━━━━━ DATA FOR THE TASK ━━━━━

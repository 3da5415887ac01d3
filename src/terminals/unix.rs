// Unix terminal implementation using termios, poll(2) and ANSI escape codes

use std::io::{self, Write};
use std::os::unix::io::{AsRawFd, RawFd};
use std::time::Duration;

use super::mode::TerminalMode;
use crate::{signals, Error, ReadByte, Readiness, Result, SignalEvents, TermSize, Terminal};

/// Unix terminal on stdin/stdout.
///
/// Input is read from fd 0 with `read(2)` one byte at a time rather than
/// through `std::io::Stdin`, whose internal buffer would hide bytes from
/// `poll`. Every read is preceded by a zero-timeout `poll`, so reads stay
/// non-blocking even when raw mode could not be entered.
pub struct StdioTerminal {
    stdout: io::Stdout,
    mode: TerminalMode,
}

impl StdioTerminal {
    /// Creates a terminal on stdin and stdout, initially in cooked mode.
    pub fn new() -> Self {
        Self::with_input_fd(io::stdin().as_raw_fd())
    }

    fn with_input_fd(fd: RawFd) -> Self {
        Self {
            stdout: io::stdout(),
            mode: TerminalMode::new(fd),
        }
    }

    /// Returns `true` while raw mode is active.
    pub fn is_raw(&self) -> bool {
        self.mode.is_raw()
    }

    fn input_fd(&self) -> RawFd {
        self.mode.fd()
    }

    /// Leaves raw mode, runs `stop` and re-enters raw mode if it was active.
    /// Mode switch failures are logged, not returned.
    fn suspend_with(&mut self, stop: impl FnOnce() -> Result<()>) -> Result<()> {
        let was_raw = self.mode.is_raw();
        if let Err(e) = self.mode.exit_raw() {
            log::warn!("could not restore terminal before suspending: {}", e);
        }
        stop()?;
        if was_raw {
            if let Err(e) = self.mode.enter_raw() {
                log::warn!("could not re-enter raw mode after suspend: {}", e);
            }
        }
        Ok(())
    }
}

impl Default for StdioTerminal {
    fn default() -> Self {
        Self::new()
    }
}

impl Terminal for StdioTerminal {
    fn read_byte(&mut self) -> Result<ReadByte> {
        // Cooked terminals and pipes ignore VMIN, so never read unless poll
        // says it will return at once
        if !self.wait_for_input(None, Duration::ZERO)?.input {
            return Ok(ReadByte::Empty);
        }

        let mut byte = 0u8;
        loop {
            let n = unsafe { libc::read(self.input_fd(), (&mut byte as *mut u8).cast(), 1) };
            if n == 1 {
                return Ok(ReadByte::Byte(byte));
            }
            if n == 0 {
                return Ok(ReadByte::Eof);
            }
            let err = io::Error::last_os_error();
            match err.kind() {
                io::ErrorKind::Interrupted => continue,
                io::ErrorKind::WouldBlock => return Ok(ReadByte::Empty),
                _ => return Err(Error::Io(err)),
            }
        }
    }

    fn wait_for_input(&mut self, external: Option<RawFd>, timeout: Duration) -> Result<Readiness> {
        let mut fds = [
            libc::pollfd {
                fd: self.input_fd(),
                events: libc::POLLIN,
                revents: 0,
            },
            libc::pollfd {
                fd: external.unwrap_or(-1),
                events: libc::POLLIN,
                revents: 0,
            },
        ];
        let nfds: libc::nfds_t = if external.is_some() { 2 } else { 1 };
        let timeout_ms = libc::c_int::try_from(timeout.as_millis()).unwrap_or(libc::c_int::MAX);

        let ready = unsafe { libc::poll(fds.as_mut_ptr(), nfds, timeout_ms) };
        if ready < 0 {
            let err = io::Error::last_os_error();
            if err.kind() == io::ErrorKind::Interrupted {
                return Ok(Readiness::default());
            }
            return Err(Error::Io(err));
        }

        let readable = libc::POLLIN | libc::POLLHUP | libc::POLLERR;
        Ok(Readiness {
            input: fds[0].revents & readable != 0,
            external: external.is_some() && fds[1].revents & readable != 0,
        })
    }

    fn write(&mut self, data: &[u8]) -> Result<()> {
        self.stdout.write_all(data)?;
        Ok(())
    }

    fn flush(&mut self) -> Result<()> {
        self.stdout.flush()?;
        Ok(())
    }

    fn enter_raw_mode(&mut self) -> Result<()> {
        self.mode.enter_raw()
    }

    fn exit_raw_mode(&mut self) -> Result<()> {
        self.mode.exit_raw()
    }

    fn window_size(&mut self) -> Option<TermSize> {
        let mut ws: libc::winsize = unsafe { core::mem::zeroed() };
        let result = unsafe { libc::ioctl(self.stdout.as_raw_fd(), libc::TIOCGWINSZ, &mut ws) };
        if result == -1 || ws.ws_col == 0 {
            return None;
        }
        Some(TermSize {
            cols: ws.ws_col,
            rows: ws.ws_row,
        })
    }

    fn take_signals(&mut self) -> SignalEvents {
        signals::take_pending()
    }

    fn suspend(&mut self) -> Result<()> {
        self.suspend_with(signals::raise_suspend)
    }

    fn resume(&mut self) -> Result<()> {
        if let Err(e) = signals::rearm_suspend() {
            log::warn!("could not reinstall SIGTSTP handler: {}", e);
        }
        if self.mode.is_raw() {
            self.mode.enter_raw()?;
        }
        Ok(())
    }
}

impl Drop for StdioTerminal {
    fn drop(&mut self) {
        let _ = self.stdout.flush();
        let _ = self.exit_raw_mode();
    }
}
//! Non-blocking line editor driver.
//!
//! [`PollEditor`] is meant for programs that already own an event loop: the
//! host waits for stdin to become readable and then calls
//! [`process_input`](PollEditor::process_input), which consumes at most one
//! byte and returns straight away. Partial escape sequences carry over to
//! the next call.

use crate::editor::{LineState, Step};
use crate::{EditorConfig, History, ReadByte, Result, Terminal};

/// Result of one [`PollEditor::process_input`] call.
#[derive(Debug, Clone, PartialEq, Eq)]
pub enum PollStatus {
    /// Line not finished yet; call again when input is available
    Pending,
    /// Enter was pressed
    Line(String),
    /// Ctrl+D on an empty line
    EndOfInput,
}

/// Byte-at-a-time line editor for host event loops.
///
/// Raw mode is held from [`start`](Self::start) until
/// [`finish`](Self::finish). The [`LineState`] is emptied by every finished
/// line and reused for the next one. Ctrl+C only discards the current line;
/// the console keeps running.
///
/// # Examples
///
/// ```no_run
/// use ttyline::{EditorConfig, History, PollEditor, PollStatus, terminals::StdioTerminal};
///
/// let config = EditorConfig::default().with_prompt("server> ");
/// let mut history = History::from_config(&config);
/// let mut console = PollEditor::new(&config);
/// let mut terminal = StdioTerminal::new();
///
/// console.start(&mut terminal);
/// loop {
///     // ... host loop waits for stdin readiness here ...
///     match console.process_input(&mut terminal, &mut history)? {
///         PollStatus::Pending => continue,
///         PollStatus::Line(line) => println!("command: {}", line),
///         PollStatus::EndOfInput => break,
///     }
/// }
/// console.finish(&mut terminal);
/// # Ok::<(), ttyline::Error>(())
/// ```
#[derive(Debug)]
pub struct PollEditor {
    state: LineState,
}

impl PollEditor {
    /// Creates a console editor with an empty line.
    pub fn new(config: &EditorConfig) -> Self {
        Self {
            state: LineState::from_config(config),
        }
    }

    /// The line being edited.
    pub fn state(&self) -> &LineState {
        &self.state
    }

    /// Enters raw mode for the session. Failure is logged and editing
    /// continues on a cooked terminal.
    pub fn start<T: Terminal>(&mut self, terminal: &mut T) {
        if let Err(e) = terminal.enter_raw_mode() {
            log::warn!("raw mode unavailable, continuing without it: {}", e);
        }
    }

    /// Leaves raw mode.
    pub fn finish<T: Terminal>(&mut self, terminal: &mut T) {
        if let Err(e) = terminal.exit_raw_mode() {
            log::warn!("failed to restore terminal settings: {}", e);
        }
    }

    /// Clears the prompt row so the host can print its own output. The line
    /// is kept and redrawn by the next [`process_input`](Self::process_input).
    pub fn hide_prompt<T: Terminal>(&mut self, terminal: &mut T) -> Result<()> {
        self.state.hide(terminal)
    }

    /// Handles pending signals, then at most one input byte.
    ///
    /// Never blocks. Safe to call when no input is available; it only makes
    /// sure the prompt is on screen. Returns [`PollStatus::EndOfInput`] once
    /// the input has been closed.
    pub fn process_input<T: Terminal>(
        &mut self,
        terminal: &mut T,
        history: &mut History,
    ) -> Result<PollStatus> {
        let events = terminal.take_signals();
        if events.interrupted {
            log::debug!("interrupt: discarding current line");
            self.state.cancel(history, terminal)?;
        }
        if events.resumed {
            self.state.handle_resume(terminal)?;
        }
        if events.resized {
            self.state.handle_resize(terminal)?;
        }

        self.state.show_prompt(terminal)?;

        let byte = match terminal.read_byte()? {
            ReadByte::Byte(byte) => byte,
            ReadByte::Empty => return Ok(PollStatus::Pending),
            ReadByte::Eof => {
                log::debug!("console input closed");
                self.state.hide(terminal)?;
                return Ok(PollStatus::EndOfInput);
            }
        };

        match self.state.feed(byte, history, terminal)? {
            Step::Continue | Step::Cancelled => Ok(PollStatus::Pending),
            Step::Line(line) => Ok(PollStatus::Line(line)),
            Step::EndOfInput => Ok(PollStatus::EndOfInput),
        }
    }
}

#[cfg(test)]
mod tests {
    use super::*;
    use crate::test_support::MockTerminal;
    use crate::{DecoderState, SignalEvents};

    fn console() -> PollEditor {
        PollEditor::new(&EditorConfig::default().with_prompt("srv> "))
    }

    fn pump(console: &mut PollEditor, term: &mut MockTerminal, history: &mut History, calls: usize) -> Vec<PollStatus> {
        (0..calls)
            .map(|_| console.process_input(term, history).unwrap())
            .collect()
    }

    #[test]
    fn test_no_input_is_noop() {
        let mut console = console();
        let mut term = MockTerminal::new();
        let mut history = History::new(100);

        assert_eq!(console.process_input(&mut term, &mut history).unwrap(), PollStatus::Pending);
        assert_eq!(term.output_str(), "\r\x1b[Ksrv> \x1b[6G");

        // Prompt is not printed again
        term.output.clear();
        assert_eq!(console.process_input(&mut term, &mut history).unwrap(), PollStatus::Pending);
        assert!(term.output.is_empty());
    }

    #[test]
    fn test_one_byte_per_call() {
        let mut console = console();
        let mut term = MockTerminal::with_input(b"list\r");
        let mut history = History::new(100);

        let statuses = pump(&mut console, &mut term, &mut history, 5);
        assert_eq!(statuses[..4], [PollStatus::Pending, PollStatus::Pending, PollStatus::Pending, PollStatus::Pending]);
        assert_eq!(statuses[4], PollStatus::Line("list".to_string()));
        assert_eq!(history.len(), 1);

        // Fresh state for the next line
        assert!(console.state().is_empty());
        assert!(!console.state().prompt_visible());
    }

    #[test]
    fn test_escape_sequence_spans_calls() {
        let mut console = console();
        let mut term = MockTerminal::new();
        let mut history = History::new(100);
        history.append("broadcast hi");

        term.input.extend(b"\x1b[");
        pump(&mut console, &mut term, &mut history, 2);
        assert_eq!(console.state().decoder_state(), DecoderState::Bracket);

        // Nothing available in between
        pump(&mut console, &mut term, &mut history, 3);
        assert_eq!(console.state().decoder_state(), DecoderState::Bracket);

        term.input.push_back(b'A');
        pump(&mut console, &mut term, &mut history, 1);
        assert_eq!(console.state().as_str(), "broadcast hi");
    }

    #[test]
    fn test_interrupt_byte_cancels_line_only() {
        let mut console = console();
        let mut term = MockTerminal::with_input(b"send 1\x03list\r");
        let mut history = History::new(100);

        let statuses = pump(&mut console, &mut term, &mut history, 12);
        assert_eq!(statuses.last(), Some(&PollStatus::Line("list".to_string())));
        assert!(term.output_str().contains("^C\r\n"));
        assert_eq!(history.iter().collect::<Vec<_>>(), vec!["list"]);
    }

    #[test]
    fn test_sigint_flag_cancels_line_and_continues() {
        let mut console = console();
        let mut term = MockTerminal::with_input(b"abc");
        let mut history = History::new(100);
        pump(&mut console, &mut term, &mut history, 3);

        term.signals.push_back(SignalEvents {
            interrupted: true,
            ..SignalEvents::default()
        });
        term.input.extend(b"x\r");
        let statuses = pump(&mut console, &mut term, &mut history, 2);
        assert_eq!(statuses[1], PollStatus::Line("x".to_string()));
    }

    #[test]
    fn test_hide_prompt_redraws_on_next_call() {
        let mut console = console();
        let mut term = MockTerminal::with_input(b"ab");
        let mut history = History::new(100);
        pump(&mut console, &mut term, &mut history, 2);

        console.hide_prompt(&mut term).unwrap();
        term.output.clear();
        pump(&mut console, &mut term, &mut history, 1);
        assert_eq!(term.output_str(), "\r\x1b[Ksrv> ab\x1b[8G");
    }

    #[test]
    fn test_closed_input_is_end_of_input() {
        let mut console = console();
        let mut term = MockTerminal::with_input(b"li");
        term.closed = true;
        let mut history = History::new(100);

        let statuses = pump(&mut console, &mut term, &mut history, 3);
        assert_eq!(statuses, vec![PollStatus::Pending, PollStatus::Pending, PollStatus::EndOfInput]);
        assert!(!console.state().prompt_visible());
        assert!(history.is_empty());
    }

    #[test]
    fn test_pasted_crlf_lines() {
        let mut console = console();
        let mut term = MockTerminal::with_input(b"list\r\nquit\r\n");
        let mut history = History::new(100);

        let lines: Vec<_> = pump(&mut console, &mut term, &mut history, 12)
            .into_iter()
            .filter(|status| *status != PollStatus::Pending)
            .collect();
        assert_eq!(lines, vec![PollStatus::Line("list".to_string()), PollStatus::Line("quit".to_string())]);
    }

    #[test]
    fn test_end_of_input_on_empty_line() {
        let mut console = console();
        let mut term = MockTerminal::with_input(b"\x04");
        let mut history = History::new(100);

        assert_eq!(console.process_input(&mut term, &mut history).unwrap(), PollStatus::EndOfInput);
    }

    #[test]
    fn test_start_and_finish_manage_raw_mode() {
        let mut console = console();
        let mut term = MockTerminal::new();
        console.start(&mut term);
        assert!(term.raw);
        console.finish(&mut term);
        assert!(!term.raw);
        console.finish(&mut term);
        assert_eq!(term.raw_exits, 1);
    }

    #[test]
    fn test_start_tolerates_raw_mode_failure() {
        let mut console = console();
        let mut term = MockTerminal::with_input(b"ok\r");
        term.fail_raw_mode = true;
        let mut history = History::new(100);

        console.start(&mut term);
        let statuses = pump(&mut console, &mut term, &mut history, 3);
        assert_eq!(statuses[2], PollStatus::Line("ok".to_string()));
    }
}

━━━━━

**INSTRUCTIONS FOR THE TASK:**
Repeat word for word the lines above that run from the line containing "filename src/terminals/unix.rs" through the line containing "pub fn new()", both ends included, and nothing else.

**OUTPUT FOR THIS EXERCISE:**
filename src/terminals/unix.rs
// Unix terminal implementation using termios, poll(2) and ANSI escape codes

use std::io::{self, Write};
use std::os::unix::io::{AsRawFd, RawFd};
use std::time::Duration;

use super::mode::TerminalMode;
use crate::{signals, Error, ReadByte, Readiness, Result, SignalEvents, TermSize, Terminal};

/// Unix terminal on stdin/stdout.
///
/// Input is read from fd 0 with `read(2)` one byte at a time rather than
/// through `std::io::Stdin`, whose internal buffer would hide bytes from
/// `poll`. Every read is preceded by a zero-timeout `poll`, so reads stay
/// non-blocking even when raw mode could not be entered.
pub struct StdioTerminal {
    stdout: io::Stdout,
    mode: TerminalMode,
}

impl StdioTerminal {
    /// Creates a terminal on stdin and stdout, initially in cooked mode.
    pub fn new() -> Self {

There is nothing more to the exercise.